One of the most challenging aspects of treating canine epilepsy is the ability to provide appropriate treatment recommendations to owners to help stop cluster seizure activity at home. The benefit of not having to bring their pet into the ER has tremendous implications. Successful home rescue therapy alleviates a variety of stresses to both owner and pet. Owner anxiety in dealing with their dog’s seizures can be greatly reduced, emotional stress of family member interactions can be calmed, and financial stress of not having to go the ER is eliminated. The latter is often a major deciding factor for many owners in their ability to continue to provide longer term care for their epileptic pets, as going to the ER in the middle of the night is quite disruptive to owner lifestyle, work schedules, and carries a significant financial burden.
Proper home rescue therapy also helps epileptic patients by reducing the immediate effect of seizures on physiologic consequences of acute repetitive seizures (e.g. hypoxemia, hypertension, hyperthermia), can lessen the post-ictal signs and duration of disorientation, vision loss, and behavioral changes, and may help with longer-term management by reducing progression of drug-resistant epilepsy (DRE).

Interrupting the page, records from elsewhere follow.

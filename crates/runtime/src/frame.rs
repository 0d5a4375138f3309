//! The execution frame stack.
//!
//! A frame is a suspended point of control flow: a block of statements, a
//! loop iteration, or a function activation. The VM's `step` always acts on
//! the innermost (top) frame; pushing and popping frames is how calls,
//! loops, and branches are entered and left without reaching for host
//! recursion, which is what lets a host suspend between any two statements.

use crate::scope::ScopeRef;
use crate::value::Value;
use wisp_parser::{AssignTarget, AstIndex};

/// Where a function's return value goes when its frame retires.
pub enum ReturnSink {
    /// `let name = f(...)` / `var name = f(...)`
    Binding { name: String, is_const: bool },
    /// `target = f(...)`, where `target` is an index or field assignment
    /// evaluated in the caller's scope once the call completes.
    Assign(AssignTarget),
    /// The call appeared as a bare statement or inside a larger expression;
    /// its result is discarded.
    Discard,
}

/// One entry on the VM's execution stack.
pub enum Frame {
    /// A straight-line sequence of statements: the body of the program, an
    /// `if`/`elif`/`else` branch, or a function body.
    Block { stmts: Vec<AstIndex>, index: usize, scope: ScopeRef },

    /// One iteration of a `for` loop over a materialised value list.
    ForLoop {
        values: Vec<Value>,
        iter_index: usize,
        var_name: String,
        body: Vec<AstIndex>,
        stmt_index: usize,
        scope: ScopeRef,
    },

    /// A `while` loop, re-testing its condition each time the body is exhausted.
    WhileLoop {
        condition: AstIndex,
        body: Vec<AstIndex>,
        stmt_index: usize,
        scope: ScopeRef,
    },

    /// A user-defined function activation.
    Function {
        name: String,
        body: Vec<AstIndex>,
        stmt_index: usize,
        /// The scope the function body executes in (parameters + locals).
        scope: ScopeRef,
        /// The scope active at the call site, restored when this frame retires.
        calling_scope: ScopeRef,
        sink: ReturnSink,
        /// The call statement's source position, used to attribute errors
        /// raised while delivering the return value to an assignment target.
        line: u32,
        column: u32,
    },
}

impl Frame {
    /// The scope `step` should make current while executing this frame.
    pub fn scope(&self) -> &ScopeRef {
        match self {
            Frame::Block { scope, .. } => scope,
            Frame::ForLoop { scope, .. } => scope,
            Frame::WhileLoop { scope, .. } => scope,
            Frame::Function { scope, .. } => scope,
        }
    }

    /// The statement list currently being executed.
    pub fn stmts(&self) -> &[AstIndex] {
        match self {
            Frame::Block { stmts, .. } => stmts,
            Frame::ForLoop { body, .. } => body,
            Frame::WhileLoop { body, .. } => body,
            Frame::Function { body, .. } => body,
        }
    }

    /// The index of the next statement to execute within [`Frame::stmts`].
    pub fn index(&self) -> usize {
        match self {
            Frame::Block { index, .. } => *index,
            Frame::ForLoop { stmt_index, .. } => *stmt_index,
            Frame::WhileLoop { stmt_index, .. } => *stmt_index,
            Frame::Function { stmt_index, .. } => *stmt_index,
        }
    }

    /// True once `index()` has moved past the end of `stmts()`.
    pub fn is_exhausted(&self) -> bool {
        self.index() >= self.stmts().len()
    }

    /// Advances past the current statement without retiring the frame.
    pub fn advance_index(&mut self) {
        match self {
            Frame::Block { index, .. } => *index += 1,
            Frame::ForLoop { stmt_index, .. } => *stmt_index += 1,
            Frame::WhileLoop { stmt_index, .. } => *stmt_index += 1,
            Frame::Function { stmt_index, .. } => *stmt_index += 1,
        }
    }

    /// Forces the index past the end, so the next `advance` retires or
    /// re-iterates this frame. Used by `break`/`continue`.
    pub fn force_exhausted(&mut self) {
        let len = self.stmts().len();
        match self {
            Frame::Block { index, .. } => *index = len,
            Frame::ForLoop { stmt_index, .. } => *stmt_index = len,
            Frame::WhileLoop { stmt_index, .. } => *stmt_index = len,
            Frame::Function { stmt_index, .. } => *stmt_index = len,
        }
    }

    /// True for frame kinds that `break`/`continue` act on.
    pub fn is_loop(&self) -> bool {
        matches!(self, Frame::ForLoop { .. } | Frame::WhileLoop { .. })
    }

    pub fn is_function(&self) -> bool {
        matches!(self, Frame::Function { .. })
    }

    /// The source line to report while paused inside this frame, given the
    /// AST to resolve statement indices against. `None` if this frame has
    /// no more statements (its line comes from retiring instead).
    pub fn current_statement(&self) -> Option<AstIndex> {
        self.stmts().get(self.index()).copied()
    }
}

Idiopathic epileptic patients with recurrent cluster seizure activity are at a higher risk to develop DRE over time (Packer et al, 2015)
Decision making factors in choosing home rescue therapy are based on when to implement, which drug and delivery method to prescribe, and ultimately, when to recommend bringing the patient to the ER. Initiation of home rescue therapy is dependent on a number of factors to include seizure type, historical propensity to have cluster seizures, severity of post-ictal signs, and owner anxiety.

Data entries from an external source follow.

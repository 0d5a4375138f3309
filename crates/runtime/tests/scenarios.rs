//! End-to-end scenarios and universal invariants (spec §8). S2-S4 live as
//! unit tests in `debug.rs` alongside the controls they exercise; this file
//! covers the remaining scenarios plus the cross-cutting invariants that
//! need more than one program to demonstrate.

use std::rc::Rc;
use wisp_runtime::Value;
use wisp_runtime::Vm;

fn load(vm: &mut Vm, source: &str) {
    let ast = wisp_parser::parse(source).expect("source must parse");
    vm.load(Rc::new(ast));
}

#[test]
fn s1_basic_stepping() {
    let mut vm = Vm::new();
    load(&mut vm, "let a = 1\nlet b = 2\nlet c = 3\n");
    assert_eq!(vm.current_line(), 1);
    assert!(!vm.is_finished());

    for _ in 0..3 {
        vm.step().unwrap();
    }

    assert!(vm.is_finished());
    assert!(matches!(vm.global_scope().lookup("a"), Some(Value::Int(1))));
    assert!(matches!(vm.global_scope().lookup("b"), Some(Value::Int(2))));
    assert!(matches!(vm.global_scope().lookup("c"), Some(Value::Int(3))));
}

#[test]
fn s5_for_loop_accumulation() {
    let mut vm = Vm::new();
    load(&mut vm, "var sum = 0\nfor i in 1..3:\n  sum = sum + i\nlet done = true\n");

    let mut body_line_hits = 0;
    while !vm.is_finished() {
        if vm.current_line() == 3 {
            body_line_hits += 1;
        }
        vm.step().unwrap();
    }

    assert_eq!(body_line_hits, 3);
    assert!(matches!(vm.global_scope().lookup("sum"), Some(Value::Int(6))));
    assert!(matches!(vm.global_scope().lookup("done"), Some(Value::Bool(true))));
}

#[test]
fn s6_interactive_does_not_perturb_state() {
    let mut vm = Vm::new();
    load(&mut vm, "let a = 1\nlet b = 2\nlet c = 3\n");
    vm.step().unwrap();
    assert_eq!(vm.current_line(), 2);

    let result = vm.run_interactive("a + 100");
    assert!(result.success);
    assert!(matches!(result.value, Some(Value::Int(101))));
    assert_eq!(vm.current_line(), 2);
    assert!(!vm.is_finished());

    vm.step().unwrap();
    assert_eq!(vm.current_line(), 3);
}

#[test]
fn invariant_step_driven_and_eager_eval_agree_on_final_bindings() {
    let source = "let a = 1\nlet b = a + 1\nlet c = b * 2\n";

    let mut stepped = Vm::new();
    load(&mut stepped, source);
    while !stepped.is_finished() {
        stepped.step().unwrap();
    }

    let mut eager = Vm::new();
    let ast = wisp_parser::parse(source).unwrap();
    eager.eval_program(Rc::new(ast)).unwrap();

    for name in ["a", "b", "c"] {
        assert!(stepped.global_scope().lookup(name).unwrap().equals(&eager.global_scope().lookup(name).unwrap()));
    }
}

#[test]
fn invariant_no_user_calls_line_sequence_matches_source_order() {
    let mut vm = Vm::new();
    load(&mut vm, "let a = 1\nlet b = 2\nlet c = 3\nlet d = 4\n");

    let mut lines = Vec::new();
    while !vm.is_finished() {
        lines.push(vm.current_line());
        vm.step().unwrap();
    }

    assert_eq!(lines, vec![1, 2, 3, 4]);
}

#[test]
fn invariant_step_over_on_plain_statement_is_one_depth_zero_step() {
    let mut vm = Vm::new();
    load(&mut vm, "let a = 1\nlet b = 2\n");
    assert_eq!(vm.call_depth(), 0);
    vm.step_over().unwrap();
    assert_eq!(vm.call_depth(), 0);
    assert_eq!(vm.current_line(), 2);
}

#[test]
fn invariant_call_depth_rises_and_falls_with_function_calls() {
    let mut vm = Vm::new();
    load(&mut vm, "proc add(a, b) =\n  return a + b\n\nlet result = add(3, 4)\n");
    assert_eq!(vm.call_depth(), 0);
    vm.step_into().unwrap(); // past proc def
    assert_eq!(vm.call_depth(), 0);
    vm.step_into().unwrap(); // enters add's body
    assert_eq!(vm.call_depth(), 1);
    vm.step_into().unwrap(); // returns, retires the function frame
    assert_eq!(vm.call_depth(), 0);
    assert!(vm.is_finished());
}

#[test]
fn invariant_breakpoints_survive_reload() {
    let mut vm = Vm::new();
    let source = "let a = 1\nlet b = 2\nlet c = 3\n";
    load(&mut vm, source);
    vm.add_breakpoint(2);
    vm.continue_().unwrap();
    assert_eq!(vm.current_line(), 2);

    load(&mut vm, source);
    assert!(vm.has_breakpoint(2));
    vm.continue_().unwrap();
    assert_eq!(vm.current_line(), 2);
}

#[test]
fn invariant_interactive_runtime_error_leaves_state_untouched() {
    let mut vm = Vm::new();
    load(&mut vm, "let a = 1\nlet b = 2\nlet c = 3\n");
    vm.step().unwrap();
    let line_before = vm.current_line();

    let result = vm.run_interactive("1 / 0");
    assert!(!result.success);
    assert_eq!(vm.current_line(), line_before);
    assert!(!vm.is_finished());

    vm.step().unwrap();
    assert_eq!(vm.current_line(), line_before + 1);
}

In general, home rescue therapy is recommended if there have been 2 or more prior cluster generalized seizure episodes (2 or more seizures within 24 hours), prolonged seizure activity of 5 minutes or longer, presence of prolonged post-ictal deficits (e.g. vision deficits, behavior changes) of 10 minutes or longer or historical propensity to have cluster seizures after the first seizure.
Drug-selection and delivery can be divided into 4 categories:
1. Pulse dose of existing oral anti-epileptic drug (AED);
2. Pulse dose of a novel oral AED;
3. Non-intravenous (IV) rapid absorption AED; and
4. Complimentary or alternative therapy.
The decision-making process should include a candid discussion with the owner on expectations, benefits and risks of each category.
Pulse dose of existing oral AED offers the advantages of ease of use, minimal adverse effects, is inexpensive, and may have a relatively prolonged effect. (Figure 1)
Disadvantages include the slow-onset of increased drug-level (15 to 30 minutes), relative minimal increase in AED level (5 to 10 percent), and potential to cause increased drug-clearance and subsequent rebound, transient decreased serum drug-level. No evidence based studies have been published to date. Individual drug recommendation and dosage is listed in Table 1.
Table 1. Oral rescue AED selection and dose recommendations for home treatment of cluster seizures in dogs.
Pulse dose of a novel oral AED offers the advantages of providing a novel mechanism of action against epileptic seizure activity, ease of use, relatively inexpensive, and minimal adverse effects. Disadvantages include potential drug-drug interaction that could include enzyme induction and lowering or primary AED serum level, sedation, and less likely enhanced risk for hepatotoxicity (depending on drug) as well as potentiate drug-resistance. The latter can occur when oral high dose benzodiazepine therapy is used that could result in resistance to emergent IV therapy if needed. No evidence based studies have been published to date. Individual drug recommendation and dosage is listed in Table 1.
Non-intravenous (IV) rapid absorption AED offers the advantages of rapid increase in serum and CSF drug concentration in a relative short-time period of 10 minutes or less, evidence-based studies demonstrate proven efficacy to stop cluster seizures with higher potential to avoid ER visits. Disadvantages include short-duration of action (Figure 1), more complicated administration technique, less predictable achievement of therapeutic drug level to brain dependent on administration technique and concurrent drug therapy, and increased cost. Individual drug recommendation and dosage is listed in Table 2.
Table 2. Non-intravenous benzodiazepine treatment for at home cluster seizures in dogs.
Complimentary or alternative therapy is becoming more in vogue as owners are looking desperately for non-pharmaceutical options to help their pets. Examples include use of cold therapy (eg ice on head and back, inducing “ice cream headaches), acupressure points, and non-pharmaceutical cannabidiol compounds. None of these therapies have been documented with scientific rigor to be effective.
Finally, it is incumbent upon clinicians to provide specific instructions to owners when to seek ER care as follows: if a seizure continues for 10 minutes or longer, a fourth seizure occurs within a 24 hour period, persistent interictal behavior changes, altered arousability or vision changes, and respiratory depression. Overall, careful, individualized selection of appropriate rescue therapy, in-depth client communication on the goals and expectations of this approach, and understanding of the emotional stresses during these trying times, will help clinicians provide a more successful outcome for and connection to their patient and client, respectively.